*Task prompt*.
In the entries below, count every line containing "Json". Return the number and nothing else.

*Data entries*.

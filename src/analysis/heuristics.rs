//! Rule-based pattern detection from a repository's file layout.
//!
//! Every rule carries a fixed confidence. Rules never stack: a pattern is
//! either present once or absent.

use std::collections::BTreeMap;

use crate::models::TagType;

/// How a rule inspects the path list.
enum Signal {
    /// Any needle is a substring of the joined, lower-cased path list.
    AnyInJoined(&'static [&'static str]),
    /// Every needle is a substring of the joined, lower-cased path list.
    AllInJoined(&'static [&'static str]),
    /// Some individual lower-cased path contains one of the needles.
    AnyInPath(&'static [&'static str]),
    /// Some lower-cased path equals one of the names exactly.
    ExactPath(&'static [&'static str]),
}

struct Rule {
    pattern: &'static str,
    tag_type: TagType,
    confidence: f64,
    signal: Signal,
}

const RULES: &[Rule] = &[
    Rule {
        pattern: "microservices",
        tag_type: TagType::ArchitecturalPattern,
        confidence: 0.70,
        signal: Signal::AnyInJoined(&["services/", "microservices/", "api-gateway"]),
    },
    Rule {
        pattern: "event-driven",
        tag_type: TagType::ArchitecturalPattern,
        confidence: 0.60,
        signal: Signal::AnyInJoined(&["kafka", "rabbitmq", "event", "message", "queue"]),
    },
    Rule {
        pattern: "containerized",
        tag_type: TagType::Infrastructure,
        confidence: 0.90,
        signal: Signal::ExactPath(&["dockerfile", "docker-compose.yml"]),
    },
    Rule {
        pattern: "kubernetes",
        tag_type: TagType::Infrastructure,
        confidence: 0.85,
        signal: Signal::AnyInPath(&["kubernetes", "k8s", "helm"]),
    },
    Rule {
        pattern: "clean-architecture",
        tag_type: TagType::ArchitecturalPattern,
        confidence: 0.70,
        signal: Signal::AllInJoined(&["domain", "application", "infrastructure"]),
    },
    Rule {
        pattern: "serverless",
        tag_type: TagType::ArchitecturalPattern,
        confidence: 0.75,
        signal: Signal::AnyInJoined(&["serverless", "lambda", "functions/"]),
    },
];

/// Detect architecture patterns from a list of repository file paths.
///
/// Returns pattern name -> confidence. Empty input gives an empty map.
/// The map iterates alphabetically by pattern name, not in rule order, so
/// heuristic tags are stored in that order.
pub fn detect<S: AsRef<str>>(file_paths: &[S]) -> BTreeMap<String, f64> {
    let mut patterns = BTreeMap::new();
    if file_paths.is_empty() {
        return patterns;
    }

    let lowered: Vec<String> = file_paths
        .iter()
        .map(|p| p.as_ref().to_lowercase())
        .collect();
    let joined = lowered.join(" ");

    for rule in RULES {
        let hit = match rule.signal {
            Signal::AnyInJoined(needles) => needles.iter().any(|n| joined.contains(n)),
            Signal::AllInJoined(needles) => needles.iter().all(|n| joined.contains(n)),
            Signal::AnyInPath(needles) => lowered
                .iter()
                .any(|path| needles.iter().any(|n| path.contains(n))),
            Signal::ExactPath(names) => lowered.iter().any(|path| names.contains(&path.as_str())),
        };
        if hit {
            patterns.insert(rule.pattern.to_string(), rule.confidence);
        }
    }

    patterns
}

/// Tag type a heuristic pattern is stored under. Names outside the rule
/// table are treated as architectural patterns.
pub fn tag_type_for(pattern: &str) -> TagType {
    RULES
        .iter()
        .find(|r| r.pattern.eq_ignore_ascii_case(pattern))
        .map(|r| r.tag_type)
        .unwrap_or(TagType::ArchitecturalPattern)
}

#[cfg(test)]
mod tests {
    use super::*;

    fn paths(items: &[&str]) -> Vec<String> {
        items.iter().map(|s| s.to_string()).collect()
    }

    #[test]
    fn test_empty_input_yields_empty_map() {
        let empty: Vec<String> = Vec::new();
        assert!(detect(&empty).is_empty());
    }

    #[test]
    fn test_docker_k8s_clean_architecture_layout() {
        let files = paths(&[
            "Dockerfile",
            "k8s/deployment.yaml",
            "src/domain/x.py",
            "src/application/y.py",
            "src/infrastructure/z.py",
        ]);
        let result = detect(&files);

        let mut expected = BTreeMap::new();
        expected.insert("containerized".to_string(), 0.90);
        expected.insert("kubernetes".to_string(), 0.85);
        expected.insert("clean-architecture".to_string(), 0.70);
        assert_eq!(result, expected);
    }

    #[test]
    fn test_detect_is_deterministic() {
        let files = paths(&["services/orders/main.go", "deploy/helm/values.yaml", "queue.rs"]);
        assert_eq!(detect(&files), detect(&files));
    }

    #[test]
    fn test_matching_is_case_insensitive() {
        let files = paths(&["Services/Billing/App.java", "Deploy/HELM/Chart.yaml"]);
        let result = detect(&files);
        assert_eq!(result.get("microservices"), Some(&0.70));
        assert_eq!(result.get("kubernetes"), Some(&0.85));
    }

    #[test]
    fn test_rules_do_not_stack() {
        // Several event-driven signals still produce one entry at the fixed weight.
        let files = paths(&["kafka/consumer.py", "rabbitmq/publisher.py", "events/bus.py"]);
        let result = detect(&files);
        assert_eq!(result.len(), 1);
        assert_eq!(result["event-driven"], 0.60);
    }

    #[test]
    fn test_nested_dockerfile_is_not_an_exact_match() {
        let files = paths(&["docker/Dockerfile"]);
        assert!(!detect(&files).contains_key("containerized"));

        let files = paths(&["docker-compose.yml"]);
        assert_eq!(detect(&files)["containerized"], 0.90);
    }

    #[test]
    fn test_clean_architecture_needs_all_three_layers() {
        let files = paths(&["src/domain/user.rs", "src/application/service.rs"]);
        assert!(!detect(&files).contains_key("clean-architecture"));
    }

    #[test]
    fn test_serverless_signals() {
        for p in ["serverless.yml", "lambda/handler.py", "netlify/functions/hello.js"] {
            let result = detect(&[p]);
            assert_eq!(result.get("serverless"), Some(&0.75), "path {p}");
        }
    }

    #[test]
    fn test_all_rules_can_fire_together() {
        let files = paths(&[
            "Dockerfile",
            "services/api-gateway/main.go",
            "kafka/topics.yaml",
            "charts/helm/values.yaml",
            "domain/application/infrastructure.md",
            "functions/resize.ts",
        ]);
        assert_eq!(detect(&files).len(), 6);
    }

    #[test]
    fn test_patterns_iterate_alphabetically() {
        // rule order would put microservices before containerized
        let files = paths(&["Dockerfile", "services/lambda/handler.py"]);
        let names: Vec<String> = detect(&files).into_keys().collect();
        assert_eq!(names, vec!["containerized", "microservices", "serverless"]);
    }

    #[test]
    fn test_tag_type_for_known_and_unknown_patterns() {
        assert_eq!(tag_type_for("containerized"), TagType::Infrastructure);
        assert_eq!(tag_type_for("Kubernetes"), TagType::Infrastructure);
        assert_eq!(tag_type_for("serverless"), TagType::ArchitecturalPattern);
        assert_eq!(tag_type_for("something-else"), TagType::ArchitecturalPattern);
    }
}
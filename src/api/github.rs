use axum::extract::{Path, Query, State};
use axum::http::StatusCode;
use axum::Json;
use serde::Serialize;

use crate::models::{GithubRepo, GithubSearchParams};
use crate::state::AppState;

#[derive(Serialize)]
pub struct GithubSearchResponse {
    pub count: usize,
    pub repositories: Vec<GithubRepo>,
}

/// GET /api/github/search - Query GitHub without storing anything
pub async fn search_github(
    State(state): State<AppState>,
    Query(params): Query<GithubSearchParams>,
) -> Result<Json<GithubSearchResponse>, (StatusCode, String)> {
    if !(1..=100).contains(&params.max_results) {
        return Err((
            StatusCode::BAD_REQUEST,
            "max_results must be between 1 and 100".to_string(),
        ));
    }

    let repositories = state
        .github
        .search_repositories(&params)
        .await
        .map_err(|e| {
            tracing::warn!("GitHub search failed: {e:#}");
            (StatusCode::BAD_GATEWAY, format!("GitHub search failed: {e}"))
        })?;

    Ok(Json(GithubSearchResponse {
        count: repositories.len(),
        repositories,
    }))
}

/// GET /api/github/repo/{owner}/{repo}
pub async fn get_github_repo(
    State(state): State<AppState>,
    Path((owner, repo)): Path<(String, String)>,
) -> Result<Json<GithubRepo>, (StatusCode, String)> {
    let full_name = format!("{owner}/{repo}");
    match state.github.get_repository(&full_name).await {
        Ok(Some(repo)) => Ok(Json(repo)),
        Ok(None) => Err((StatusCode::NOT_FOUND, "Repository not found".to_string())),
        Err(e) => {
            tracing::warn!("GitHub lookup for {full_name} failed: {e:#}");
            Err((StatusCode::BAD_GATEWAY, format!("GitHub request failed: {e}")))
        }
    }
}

*Written answer*.
5